TASK TO CARRY OUT> Run through the records and, wherever a line holds the word "Result", return that line.

Top of PROVIDED INFORMATION

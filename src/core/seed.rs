//! Seed user list for the query engine
//!
//! The crate ships a small fixture (`data/users.json`) compiled into the
//! binary. A different list can be loaded from any JSON file with the same
//! layout: an array of users in the camelCase blob format.

use std::collections::HashSet;
use std::path::{Path, PathBuf};

use rust_embed::Embed;
use thiserror::Error;

use crate::entities::User;

#[derive(Embed)]
#[folder = "data/"]
struct SeedFiles;

const SEED_FILE: &str = "users.json";

/// Load the embedded fixture
pub fn load_embedded() -> Result<Vec<User>, SeedError> {
    let file = SeedFiles::get(SEED_FILE).ok_or(SeedError::MissingEmbedded(SEED_FILE))?;
    parse(&file.data, Path::new(SEED_FILE))
}

/// Load users from a JSON file
pub fn load_file(path: &Path) -> Result<Vec<User>, SeedError> {
    let bytes = std::fs::read(path).map_err(|source| SeedError::Read {
        path: path.to_path_buf(),
        source,
    })?;
    parse(&bytes, path)
}

fn parse(bytes: &[u8], origin: &Path) -> Result<Vec<User>, SeedError> {
    let mut users: Vec<User> =
        serde_json::from_slice(bytes).map_err(|source| SeedError::Parse {
            path: origin.to_path_buf(),
            source,
        })?;

    let mut seen = HashSet::new();
    for user in &mut users {
        if !seen.insert(user.id.clone()) {
            return Err(SeedError::DuplicateId(user.id.clone()));
        }
        normalize(user);
    }

    tracing::debug!(count = users.len(), origin = %origin.display(), "seed users loaded");
    Ok(users)
}

/// Fill personal info the fixture leaves blank from the top-level fields
fn normalize(user: &mut User) {
    let personal = &mut user.personal_info;
    if personal.full_name.is_empty() {
        personal.full_name = user.username.replace('_', " ");
    }
    if personal.email.is_empty() {
        personal.email = user.email.clone();
    }
    if personal.phone_number.is_empty() {
        personal.phone_number = user.phone_number.clone();
    }
}

/// Errors loading a seed list
#[derive(Debug, Error)]
pub enum SeedError {
    #[error("embedded seed file '{0}' is missing")]
    MissingEmbedded(&'static str),

    #[error("failed to read {path:?}: {source}")]
    Read {
        path: PathBuf,
        #[source]
        source: std::io::Error,
    },

    #[error("failed to parse users from {path:?}: {source}")]
    Parse {
        path: PathBuf,
        #[source]
        source: serde_json::Error,
    },

    #[error("duplicate user id '{0}' in seed data")]
    DuplicateId(String),
}

#[cfg(test)]
mod tests {
    use super::*;
    use crate::entities::UserStatus;
    use std::fs;
    use tempfile::tempdir;

    #[test]
    fn test_embedded_fixture_loads() {
        let users = load_embedded().unwrap();
        assert!(users.len() >= 10);

        let ids: HashSet<_> = users.iter().map(|u| u.id.as_str()).collect();
        assert_eq!(ids.len(), users.len());

        for status in UserStatus::all() {
            assert!(
                users.iter().any(|u| u.status == *status),
                "fixture has no {} user",
                status
            );
        }
        assert!(users.iter().all(|u| !u.full_name().is_empty()));
    }

    #[test]
    fn test_load_file_normalizes_personal_info() {
        let tmp = tempdir().unwrap();
        let path = tmp.path().join("users.json");
        fs::write(
            &path,
            r#"[{
                "id": "user_1",
                "organization": "Lendsqr",
                "username": "adedeji_ola",
                "email": "adedeji@lendsqr.com",
                "phoneNumber": "08078903721",
                "dateJoined": "2020-05-15",
                "status": "active",
                "personalInfo": {"bvn": "07060780922"}
            }]"#,
        )
        .unwrap();

        let users = load_file(&path).unwrap();
        let personal = &users[0].personal_info;
        assert_eq!(personal.full_name, "adedeji ola");
        assert_eq!(personal.email, "adedeji@lendsqr.com");
        assert_eq!(personal.phone_number, "08078903721");
        assert_eq!(personal.bvn, "07060780922");
    }

    #[test]
    fn test_duplicate_ids_rejected() {
        let tmp = tempdir().unwrap();
        let path = tmp.path().join("users.json");
        let one = r#"{"id": "user_1", "organization": "A", "username": "a", "email": "a@a.com",
                      "phoneNumber": "1", "dateJoined": "2020-01-01", "status": "active"}"#;
        fs::write(&path, format!("[{one}, {one}]")).unwrap();

        let err = load_file(&path).unwrap_err();
        assert!(matches!(err, SeedError::DuplicateId(ref id) if id == "user_1"));
    }

    #[test]
    fn test_missing_file_is_read_error() {
        let tmp = tempdir().unwrap();
        let err = load_file(&tmp.path().join("absent.json")).unwrap_err();
        assert!(matches!(err, SeedError::Read { .. }));
    }
}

Bottom of PROVIDED INFORMATION

SOLUTION BELOW>
pub fn load_embedded() -> Result<Vec<User>, SeedError> {
pub fn load_file(path: &Path) -> Result<Vec<User>, SeedError> {
fn parse(bytes: &[u8], origin: &Path) -> Result<Vec<User>, SeedError> {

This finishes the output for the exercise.